> Work to complete
Please return every line of the records below that holds the word "PlanStoreConfig".

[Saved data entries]

------------------------------------------------------------------------

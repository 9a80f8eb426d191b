use serde::{Deserialize, Serialize};
use std::env;
use std::time::Duration;
use thiserror::Error;
use url::Url;

/// Startup configuration failures. Any of these stops the process before it serves.
#[derive(Debug, Error)]
pub enum ConfigError {
    #[error("Missing required configuration: {0}")]
    Missing(&'static str),

    #[error("Invalid value for {key}: {reason}")]
    Invalid { key: &'static str, reason: String },
}

#[derive(Debug, Clone, Serialize, Deserialize)]
pub struct AppConfig {
    pub environment: Environment,
    pub auth: AuthConfig,
    pub jwks: JwksConfig,
    pub database: DatabaseConfig,
    pub plans: PlanStoreConfig,
}

#[derive(Debug, Clone, Copy, PartialEq, Eq, Serialize, Deserialize)]
pub enum Environment {
    Development,
    Staging,
    Production,
}

#[derive(Debug, Clone, Serialize, Deserialize)]
pub struct AuthConfig {
    /// Identity provider host, e.g. `tenant.eu.auth0.com`
    pub domain: String,
    pub audience: String,
    pub leeway_secs: u64,
    /// Include the verification failure reason in 401 bodies
    pub expose_failure_detail: bool,
}

#[derive(Debug, Clone, Serialize, Deserialize)]
pub struct JwksConfig {
    pub refresh_interval_secs: u64,
    pub min_refresh_interval_secs: u64,
    pub http_timeout_secs: u64,
}

#[derive(Debug, Clone, Serialize, Deserialize)]
pub struct DatabaseConfig {
    pub url: String,
    pub max_connections: u32,
    pub connection_timeout: u64,
}

#[derive(Debug, Clone, Serialize, Deserialize)]
pub struct PlanStoreConfig {
    pub max_attempts: u32,
    pub retry_backoff_ms: u64,
}

impl AuthConfig {
    /// Expected `iss` claim
    pub fn issuer(&self) -> String {
        format!("https://{}/", self.domain)
    }

    pub fn jwks_url(&self) -> Result<Url, ConfigError> {
        Url::parse(&format!("https://{}/.well-known/jwks.json", self.domain)).map_err(|e| {
            ConfigError::Invalid {
                key: "AUTH0_DOMAIN",
                reason: e.to_string(),
            }
        })
    }

    pub fn leeway(&self) -> Duration {
        Duration::from_secs(self.leeway_secs)
    }
}

impl JwksConfig {
    pub fn refresh_interval(&self) -> Duration {
        Duration::from_secs(self.refresh_interval_secs)
    }

    pub fn min_refresh_interval(&self) -> Duration {
        Duration::from_secs(self.min_refresh_interval_secs)
    }

    pub fn http_timeout(&self) -> Duration {
        Duration::from_secs(self.http_timeout_secs)
    }
}

impl PlanStoreConfig {
    pub fn retry_backoff(&self) -> Duration {
        Duration::from_millis(self.retry_backoff_ms)
    }
}

impl Default for PlanStoreConfig {
    fn default() -> Self {
        Self {
            max_attempts: 3,
            retry_backoff_ms: 50,
        }
    }
}

impl AppConfig {
    pub fn from_env() -> Result<Self, ConfigError> {
        Self::from_lookup(|key| env::var(key).ok())
    }

    /// Build the configuration from an arbitrary variable source.
    pub fn from_lookup<F>(lookup: F) -> Result<Self, ConfigError>
    where
        F: Fn(&str) -> Option<String>,
    {
        let environment = match lookup("APP_ENV").as_deref() {
            Some("production") | Some("prod") => Environment::Production,
            Some("staging") | Some("stage") => Environment::Staging,
            _ => Environment::Development,
        };

        let domain = required(&lookup, "AUTH0_DOMAIN")?;
        let audience = required(&lookup, "AUTH0_AUDIENCE")?;
        let database_url = required(&lookup, "DATABASE_URL")?;

        let domain = validate_domain(&domain)?;

        let config = match environment {
            Environment::Production => Self::production(domain, audience, database_url),
            Environment::Staging => Self::staging(domain, audience, database_url),
            Environment::Development => Self::development(domain, audience, database_url),
        };

        Ok(config.with_overrides(&lookup))
    }

    fn with_overrides<F>(mut self, lookup: &F) -> Self
    where
        F: Fn(&str) -> Option<String>,
    {
        // Auth overrides
        if let Some(v) = lookup("AUTH_LEEWAY_SECS") {
            self.auth.leeway_secs = v.parse().unwrap_or(self.auth.leeway_secs);
        }
        if let Some(v) = lookup("AUTH_EXPOSE_FAILURE_DETAIL") {
            self.auth.expose_failure_detail = v.parse().unwrap_or(self.auth.expose_failure_detail);
        }

        // JWKS overrides
        if let Some(v) = lookup("JWKS_REFRESH_INTERVAL_SECS") {
            self.jwks.refresh_interval_secs = v.parse().unwrap_or(self.jwks.refresh_interval_secs);
        }
        if let Some(v) = lookup("JWKS_MIN_REFRESH_INTERVAL_SECS") {
            self.jwks.min_refresh_interval_secs =
                v.parse().unwrap_or(self.jwks.min_refresh_interval_secs);
        }
        if let Some(v) = lookup("JWKS_HTTP_TIMEOUT_SECS") {
            self.jwks.http_timeout_secs = v.parse().unwrap_or(self.jwks.http_timeout_secs);
        }

        // Database overrides
        if let Some(v) = lookup("DATABASE_MAX_CONNECTIONS") {
            self.database.max_connections = v.parse().unwrap_or(self.database.max_connections);
        }
        if let Some(v) = lookup("DATABASE_CONNECTION_TIMEOUT") {
            self.database.connection_timeout =
                v.parse().unwrap_or(self.database.connection_timeout);
        }

        // Plan store overrides
        if let Some(v) = lookup("PLAN_STORE_MAX_ATTEMPTS") {
            self.plans.max_attempts = v
                .parse()
                .ok()
                .filter(|n: &u32| *n > 0)
                .unwrap_or(self.plans.max_attempts);
        }
        if let Some(v) = lookup("PLAN_STORE_RETRY_BACKOFF_MS") {
            self.plans.retry_backoff_ms = v.parse().unwrap_or(self.plans.retry_backoff_ms);
        }

        self
    }

    fn development(domain: String, audience: String, database_url: String) -> Self {
        Self {
            environment: Environment::Development,
            auth: AuthConfig {
                domain,
                audience,
                leeway_secs: 0,
                expose_failure_detail: true,
            },
            jwks: JwksConfig {
                refresh_interval_secs: 10 * 60,
                min_refresh_interval_secs: 30,
                http_timeout_secs: 5,
            },
            database: DatabaseConfig {
                url: database_url,
                max_connections: 10,
                connection_timeout: 30,
            },
            plans: PlanStoreConfig::default(),
        }
    }

    fn staging(domain: String, audience: String, database_url: String) -> Self {
        Self {
            environment: Environment::Staging,
            auth: AuthConfig {
                domain,
                audience,
                leeway_secs: 0,
                expose_failure_detail: false,
            },
            jwks: JwksConfig {
                refresh_interval_secs: 10 * 60,
                min_refresh_interval_secs: 30,
                http_timeout_secs: 5,
            },
            database: DatabaseConfig {
                url: database_url,
                max_connections: 20,
                connection_timeout: 10,
            },
            plans: PlanStoreConfig::default(),
        }
    }

    fn production(domain: String, audience: String, database_url: String) -> Self {
        Self {
            environment: Environment::Production,
            auth: AuthConfig {
                domain,
                audience,
                leeway_secs: 0,
                expose_failure_detail: false,
            },
            jwks: JwksConfig {
                refresh_interval_secs: 10 * 60,
                min_refresh_interval_secs: 30,
                http_timeout_secs: 5,
            },
            database: DatabaseConfig {
                url: database_url,
                max_connections: 50,
                connection_timeout: 5,
            },
            plans: PlanStoreConfig::default(),
        }
    }
}

fn required<F>(lookup: &F, key: &'static str) -> Result<String, ConfigError>
where
    F: Fn(&str) -> Option<String>,
{
    lookup(key)
        .map(|v| v.trim().to_string())
        .filter(|v| !v.is_empty())
        .ok_or(ConfigError::Missing(key))
}

/// The domain is interpolated into both the issuer and the JWKS URL, so it must be a bare host.
fn validate_domain(domain: &str) -> Result<String, ConfigError> {
    if domain.contains("://") || domain.contains('/') || domain.contains(char::is_whitespace) {
        return Err(ConfigError::Invalid {
            key: "AUTH0_DOMAIN",
            reason: format!("expected a bare host name, got '{}'", domain),
        });
    }
    Ok(domain.to_string())
}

------------------------------------------------------------------------

> Result of this exercise
    pub plans: PlanStoreConfig,
pub struct PlanStoreConfig {
impl PlanStoreConfig {
impl Default for PlanStoreConfig {
            plans: PlanStoreConfig::default(),
            plans: PlanStoreConfig::default(),
            plans: PlanStoreConfig::default(),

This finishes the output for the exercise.